- WORK TO BE COMPLETED -
Would you please repeat the data that follows, exactly as it reads?

- INFORMATION SHOWN -
+ + + +
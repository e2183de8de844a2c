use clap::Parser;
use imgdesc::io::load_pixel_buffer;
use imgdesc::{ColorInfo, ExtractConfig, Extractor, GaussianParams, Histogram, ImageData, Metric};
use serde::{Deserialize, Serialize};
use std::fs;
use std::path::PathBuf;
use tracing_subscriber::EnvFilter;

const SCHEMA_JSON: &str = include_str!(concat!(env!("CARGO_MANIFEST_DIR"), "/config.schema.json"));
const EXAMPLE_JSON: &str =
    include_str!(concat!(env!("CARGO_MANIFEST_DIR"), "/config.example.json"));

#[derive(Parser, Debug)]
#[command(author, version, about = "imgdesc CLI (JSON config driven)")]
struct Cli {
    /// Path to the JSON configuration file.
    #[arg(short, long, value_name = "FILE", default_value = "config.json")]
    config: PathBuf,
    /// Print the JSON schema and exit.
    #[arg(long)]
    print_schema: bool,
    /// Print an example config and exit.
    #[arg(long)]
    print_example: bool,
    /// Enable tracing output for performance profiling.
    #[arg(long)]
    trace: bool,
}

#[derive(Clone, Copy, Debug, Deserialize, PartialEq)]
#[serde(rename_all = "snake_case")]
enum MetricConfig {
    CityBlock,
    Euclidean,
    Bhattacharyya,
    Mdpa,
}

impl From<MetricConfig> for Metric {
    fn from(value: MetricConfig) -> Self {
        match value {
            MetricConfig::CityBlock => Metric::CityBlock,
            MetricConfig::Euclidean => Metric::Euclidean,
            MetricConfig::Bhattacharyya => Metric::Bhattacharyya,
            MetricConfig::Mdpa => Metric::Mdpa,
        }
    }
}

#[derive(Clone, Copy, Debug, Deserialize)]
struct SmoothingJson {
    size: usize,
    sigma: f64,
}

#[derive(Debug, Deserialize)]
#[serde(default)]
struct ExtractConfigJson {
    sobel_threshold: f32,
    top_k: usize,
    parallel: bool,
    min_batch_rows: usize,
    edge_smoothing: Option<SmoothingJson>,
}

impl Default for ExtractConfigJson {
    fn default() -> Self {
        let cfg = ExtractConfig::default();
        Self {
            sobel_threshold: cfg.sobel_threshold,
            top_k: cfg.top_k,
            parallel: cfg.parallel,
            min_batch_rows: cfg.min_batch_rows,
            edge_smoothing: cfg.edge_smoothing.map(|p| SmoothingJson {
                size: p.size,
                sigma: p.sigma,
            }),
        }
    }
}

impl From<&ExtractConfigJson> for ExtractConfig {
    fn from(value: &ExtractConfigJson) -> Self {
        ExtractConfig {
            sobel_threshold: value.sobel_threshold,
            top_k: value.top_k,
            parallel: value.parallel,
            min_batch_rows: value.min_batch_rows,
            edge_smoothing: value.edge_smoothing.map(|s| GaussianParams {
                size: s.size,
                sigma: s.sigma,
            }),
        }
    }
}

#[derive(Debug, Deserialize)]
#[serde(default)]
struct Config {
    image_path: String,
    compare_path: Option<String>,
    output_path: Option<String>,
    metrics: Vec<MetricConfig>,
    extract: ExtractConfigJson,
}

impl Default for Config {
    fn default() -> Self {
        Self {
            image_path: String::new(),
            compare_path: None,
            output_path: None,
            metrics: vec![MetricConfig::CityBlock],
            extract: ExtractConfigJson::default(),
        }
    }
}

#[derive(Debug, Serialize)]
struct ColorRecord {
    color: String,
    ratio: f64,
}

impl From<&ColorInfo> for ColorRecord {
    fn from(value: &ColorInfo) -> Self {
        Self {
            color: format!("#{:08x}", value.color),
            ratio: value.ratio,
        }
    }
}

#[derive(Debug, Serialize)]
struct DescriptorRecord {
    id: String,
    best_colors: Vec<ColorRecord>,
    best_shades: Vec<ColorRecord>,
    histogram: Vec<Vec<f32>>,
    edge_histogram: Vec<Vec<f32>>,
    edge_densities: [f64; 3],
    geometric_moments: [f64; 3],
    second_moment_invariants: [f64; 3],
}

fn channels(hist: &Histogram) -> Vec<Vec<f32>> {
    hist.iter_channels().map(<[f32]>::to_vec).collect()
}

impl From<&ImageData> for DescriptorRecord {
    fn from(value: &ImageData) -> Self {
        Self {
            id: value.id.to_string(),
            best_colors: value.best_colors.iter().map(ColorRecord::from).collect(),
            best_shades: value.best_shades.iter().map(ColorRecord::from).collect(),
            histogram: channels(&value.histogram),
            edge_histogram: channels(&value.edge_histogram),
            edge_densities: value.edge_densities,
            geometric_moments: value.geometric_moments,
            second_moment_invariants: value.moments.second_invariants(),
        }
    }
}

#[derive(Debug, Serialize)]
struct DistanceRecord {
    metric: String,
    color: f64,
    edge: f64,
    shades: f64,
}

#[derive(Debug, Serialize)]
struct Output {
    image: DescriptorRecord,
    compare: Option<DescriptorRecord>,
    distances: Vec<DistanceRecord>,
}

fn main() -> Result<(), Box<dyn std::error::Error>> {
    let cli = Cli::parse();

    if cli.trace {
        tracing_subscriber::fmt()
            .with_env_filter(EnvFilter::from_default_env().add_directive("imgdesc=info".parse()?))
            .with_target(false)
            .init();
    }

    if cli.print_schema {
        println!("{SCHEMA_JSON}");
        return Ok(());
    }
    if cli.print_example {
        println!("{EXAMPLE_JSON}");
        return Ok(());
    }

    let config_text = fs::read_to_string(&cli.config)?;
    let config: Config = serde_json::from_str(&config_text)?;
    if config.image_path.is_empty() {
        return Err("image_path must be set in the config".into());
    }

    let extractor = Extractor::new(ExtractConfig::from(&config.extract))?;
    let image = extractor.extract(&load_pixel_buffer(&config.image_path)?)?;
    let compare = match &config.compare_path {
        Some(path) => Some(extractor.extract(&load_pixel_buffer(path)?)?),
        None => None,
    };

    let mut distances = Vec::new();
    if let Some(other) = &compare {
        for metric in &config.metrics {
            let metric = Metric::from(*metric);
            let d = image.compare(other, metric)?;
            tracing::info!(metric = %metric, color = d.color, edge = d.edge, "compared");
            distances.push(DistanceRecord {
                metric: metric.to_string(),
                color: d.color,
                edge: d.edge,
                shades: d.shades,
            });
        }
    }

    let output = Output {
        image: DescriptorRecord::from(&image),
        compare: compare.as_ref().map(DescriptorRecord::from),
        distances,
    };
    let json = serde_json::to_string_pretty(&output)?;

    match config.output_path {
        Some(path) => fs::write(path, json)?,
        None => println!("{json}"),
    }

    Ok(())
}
+ + + +
- WORKED SOLUTION -
repository e2183de8de844a2c
use clap::Parser;
use imgdesc::io::load_pixel_buffer;
use imgdesc::{ColorInfo, ExtractConfig, Extractor, GaussianParams, Histogram, ImageData, Metric};
use serde::{Deserialize, Serialize};
use std::fs;
use std::path::PathBuf;
use tracing_subscriber::EnvFilter;

const SCHEMA_JSON: &str = include_str!(concat!(env!("CARGO_MANIFEST_DIR"), "/config.schema.json"));
const EXAMPLE_JSON: &str =
    include_str!(concat!(env!("CARGO_MANIFEST_DIR"), "/config.example.json"));

#[derive(Parser, Debug)]
#[command(author, version, about = "imgdesc CLI (JSON config driven)")]
struct Cli {
    /// Path to the JSON configuration file.
    #[arg(short, long, value_name = "FILE", default_value = "config.json")]
    config: PathBuf,
    /// Print the JSON schema and exit.
    #[arg(long)]
    print_schema: bool,
    /// Print an example config and exit.
    #[arg(long)]
    print_example: bool,
    /// Enable tracing output for performance profiling.
    #[arg(long)]
    trace: bool,
}

#[derive(Clone, Copy, Debug, Deserialize, PartialEq)]
#[serde(rename_all = "snake_case")]
enum MetricConfig {
    CityBlock,
    Euclidean,
    Bhattacharyya,
    Mdpa,
}

impl From<MetricConfig> for Metric {
    fn from(value: MetricConfig) -> Self {
        match value {
            MetricConfig::CityBlock => Metric::CityBlock,
            MetricConfig::Euclidean => Metric::Euclidean,
            MetricConfig::Bhattacharyya => Metric::Bhattacharyya,
            MetricConfig::Mdpa => Metric::Mdpa,
        }
    }
}

#[derive(Clone, Copy, Debug, Deserialize)]
struct SmoothingJson {
    size: usize,
    sigma: f64,
}

#[derive(Debug, Deserialize)]
#[serde(default)]
struct ExtractConfigJson {
    sobel_threshold: f32,
    top_k: usize,
    parallel: bool,
    min_batch_rows: usize,
    edge_smoothing: Option<SmoothingJson>,
}

impl Default for ExtractConfigJson {
    fn default() -> Self {
        let cfg = ExtractConfig::default();
        Self {
            sobel_threshold: cfg.sobel_threshold,
            top_k: cfg.top_k,
            parallel: cfg.parallel,
            min_batch_rows: cfg.min_batch_rows,
            edge_smoothing: cfg.edge_smoothing.map(|p| SmoothingJson {
                size: p.size,
                sigma: p.sigma,
            }),
        }
    }
}

impl From<&ExtractConfigJson> for ExtractConfig {
    fn from(value: &ExtractConfigJson) -> Self {
        ExtractConfig {
            sobel_threshold: value.sobel_threshold,
            top_k: value.top_k,
            parallel: value.parallel,
            min_batch_rows: value.min_batch_rows,
            edge_smoothing: value.edge_smoothing.map(|s| GaussianParams {
                size: s.size,
                sigma: s.sigma,
            }),
        }
    }
}

#[derive(Debug, Deserialize)]
#[serde(default)]
struct Config {
    image_path: String,
    compare_path: Option<String>,
    output_path: Option<String>,
    metrics: Vec<MetricConfig>,
    extract: ExtractConfigJson,
}

impl Default for Config {
    fn default() -> Self {
        Self {
            image_path: String::new(),
            compare_path: None,
            output_path: None,
            metrics: vec![MetricConfig::CityBlock],
            extract: ExtractConfigJson::default(),
        }
    }
}

#[derive(Debug, Serialize)]
struct ColorRecord {
    color: String,
    ratio: f64,
}

impl From<&ColorInfo> for ColorRecord {
    fn from(value: &ColorInfo) -> Self {
        Self {
            color: format!("#{:08x}", value.color),
            ratio: value.ratio,
        }
    }
}

#[derive(Debug, Serialize)]
struct DescriptorRecord {
    id: String,
    best_colors: Vec<ColorRecord>,
    best_shades: Vec<ColorRecord>,
    histogram: Vec<Vec<f32>>,
    edge_histogram: Vec<Vec<f32>>,
    edge_densities: [f64; 3],
    geometric_moments: [f64; 3],
    second_moment_invariants: [f64; 3],
}

fn channels(hist: &Histogram) -> Vec<Vec<f32>> {
    hist.iter_channels().map(<[f32]>::to_vec).collect()
}

impl From<&ImageData> for DescriptorRecord {
    fn from(value: &ImageData) -> Self {
        Self {
            id: value.id.to_string(),
            best_colors: value.best_colors.iter().map(ColorRecord::from).collect(),
            best_shades: value.best_shades.iter().map(ColorRecord::from).collect(),
            histogram: channels(&value.histogram),
            edge_histogram: channels(&value.edge_histogram),
            edge_densities: value.edge_densities,
            geometric_moments: value.geometric_moments,
            second_moment_invariants: value.moments.second_invariants(),
        }
    }
}

#[derive(Debug, Serialize)]
struct DistanceRecord {
    metric: String,
    color: f64,
    edge: f64,
    shades: f64,
}

#[derive(Debug, Serialize)]
struct Output {
    image: DescriptorRecord,
    compare: Option<DescriptorRecord>,
    distances: Vec<DistanceRecord>,
}

fn main() -> Result<(), Box<dyn std::error::Error>> {
    let cli = Cli::parse();

    if cli.trace {
        tracing_subscriber::fmt()
            .with_env_filter(EnvFilter::from_default_env().add_directive("imgdesc=info".parse()?))
            .with_target(false)
            .init();
    }

    if cli.print_schema {
        println!("{SCHEMA_JSON}");
        return Ok(());
    }
    if cli.print_example {
        println!("{EXAMPLE_JSON}");
        return Ok(());
    }

    let config_text = fs::read_to_string(&cli.config)?;
    let config: Config = serde_json::from_str(&config_text)?;
    if config.image_path.is_empty() {
        return Err("image_path must be set in the config".into());
    }

    let extractor = Extractor::new(ExtractConfig::from(&config.extract))?;
    let image = extractor.extract(&load_pixel_buffer(&config.image_path)?)?;
    let compare = match &config.compare_path {
        Some(path) => Some(extractor.extract(&load_pixel_buffer(path)?)?),
        None => None,
    };

    let mut distances = Vec::new();
    if let Some(other) = &compare {
        for metric in &config.metrics {
            let metric = Metric::from(*metric);
            let d = image.compare(other, metric)?;
            tracing::info!(metric = %metric, color = d.color, edge = d.edge, "compared");
            distances.push(DistanceRecord {
                metric: metric.to_string(),
                color: d.color,
                edge: d.edge,
                shades: d.shades,
            });
        }
    }

    let output = Output {
        image: DescriptorRecord::from(&image),
        compare: compare.as_ref().map(DescriptorRecord::from),
        distances,
    };
    let json = serde_json::to_string_pretty(&output)?;

    match config.output_path {
        Some(path) => fs::write(path, json)?,
        None => println!("{json}"),
    }

    Ok(())
}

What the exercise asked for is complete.